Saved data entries
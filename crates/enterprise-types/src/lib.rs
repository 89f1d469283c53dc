//! Shared types for the gatling-enterprise workspace.
//!
//! This crate holds the records exchanged with the Gatling Enterprise public
//! API so that the transport, the scanner and the plugin core agree on one
//! definition of each.
//!
//! - [`model`]: teams, pools, packages, simulations, run summaries and payloads
//! - [`properties`]: `key=value,key=value` property list parsing
//! - [`env_utils`]: environment variable helpers used for configuration

pub mod env_utils;
pub mod model;
pub mod properties;

// Re-export commonly used records at crate root
pub use model::{
    DataList, HostByPool, MeaningfulTimeWindow, PackageFile, Pkg, PkgIndex, Pool, RunSummary,
    ServerInformation, Simulation, SimulationClassName, SimulationCreationPayload,
    SimulationStartResult, StartOptions, Team, VersionSupported, Versions,
};
pub use properties::{parse_properties, InvalidProperty};

/// Re-exported so downstream crates use the same `Uuid` type.
pub use uuid::Uuid;
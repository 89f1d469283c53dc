//! The simulation resolution workflow.
//!
//! [`PluginClient`] holds what both front-ends share: the remote directory,
//! the artifact scanner, the upload gate and the start call. On top of it,
//! [`BatchPlugin`] resolves every decision from configuration and fails on
//! ambiguity, while [`InteractivePlugin`] asks an operator instead.
//!
//! ```text
//! scan artifact ─► check Java version ─► resolve class/team/package/pool
//!       ─► upload if changed ─► create or update simulation ─► start
//! ```

use std::cell::OnceCell;
use std::path::Path;

use enterprise_transport::RemoteDirectory;
use enterprise_types::{Simulation, SimulationStartResult, StartOptions};
use package_scanner::ArtifactScanner;
use tracing::{debug, info};

mod batch;
mod errors;
mod interactive;
pub mod resolve;
mod upload;

pub use batch::BatchPlugin;
pub use errors::PluginError;
pub use interactive::InteractivePlugin;
pub use upload::UploadOutcome;

/// Remote directory plus artifact scanner, with the steps common to every
/// workflow.
pub struct PluginClient<D, S> {
    directory: D,
    scanner: S,
    // Fetched from `GET /info` at most once.
    max_java_version: OnceCell<u32>,
}

impl<D: RemoteDirectory, S: ArtifactScanner> PluginClient<D, S> {
    pub fn new(directory: D, scanner: S) -> Self {
        Self {
            directory,
            scanner,
            max_java_version: OnceCell::new(),
        }
    }

    pub fn directory(&self) -> &D {
        &self.directory
    }

    /// Highest Java major version the control plane can run.
    pub fn max_java_version(&self) -> Result<u32, PluginError> {
        if let Some(max) = self.max_java_version.get() {
            return Ok(*max);
        }
        let info = self.directory.server_information()?;
        let max = info.max_java_version().ok_or_else(|| {
            PluginError::InvalidServerInformation(format!(
                "unsupported maximum Java version {:?}",
                info.versions.java.max
            ))
        })?;
        Ok(*self.max_java_version.get_or_init(|| max))
    }

    /// Discovered simulation classes of `file`, once its bytecode is known to
    /// be runnable remotely.
    pub fn scan_artifact(&self, file: &Path) -> Result<Vec<String>, PluginError> {
        let scan = self.scanner.scan(file)?;
        if let Some(highest) = &scan.highest_java_version {
            let max = self.max_java_version()?;
            if highest.java_version > max {
                return Err(PluginError::UnsupportedJavaVersion {
                    class_name: highest.class_name.clone(),
                    version: highest.java_version,
                    max,
                });
            }
        }
        debug!(classes = ?scan.simulation_classes, "discovered simulation classes");
        Ok(scan.simulation_classes)
    }

    /// Store `class_name` on the simulation when it differs.
    pub(crate) fn update_class_name(
        &self,
        simulation: &mut Simulation,
        class_name: String,
    ) -> Result<(), PluginError> {
        if simulation.class_name == class_name {
            return Ok(());
        }
        let updated = self
            .directory
            .update_simulation_class_name(simulation.id, &class_name)?;
        info!(
            "Updated {} class name from {} to {}",
            simulation, simulation.class_name, updated.class_name
        );
        simulation.class_name = updated.class_name;
        Ok(())
    }

    /// Start a run; a failure keeps the simulation and whether it was just
    /// created.
    pub(crate) fn start(
        &self,
        simulation: Simulation,
        options: &StartOptions,
        created: bool,
    ) -> Result<SimulationStartResult, PluginError> {
        match self.directory.start_simulation(simulation.id, options) {
            Ok(run_summary) => {
                info!(run_id = %run_summary.run_id, "Started {}", simulation);
                Ok(SimulationStartResult {
                    simulation,
                    run_summary,
                    created_simulation: created,
                })
            }
            Err(source) => Err(PluginError::SimulationStart {
                simulation: Box::new(simulation),
                created,
                source,
            }),
        }
    }
}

#### [WORK TO COMPLETE]
From the records above, pull out each line that has "InteractivePlugin".

#### [REPLY TO THE EXERCISE]
//! ambiguity, while [`InteractivePlugin`] asks an operator instead.
pub use interactive::InteractivePlugin;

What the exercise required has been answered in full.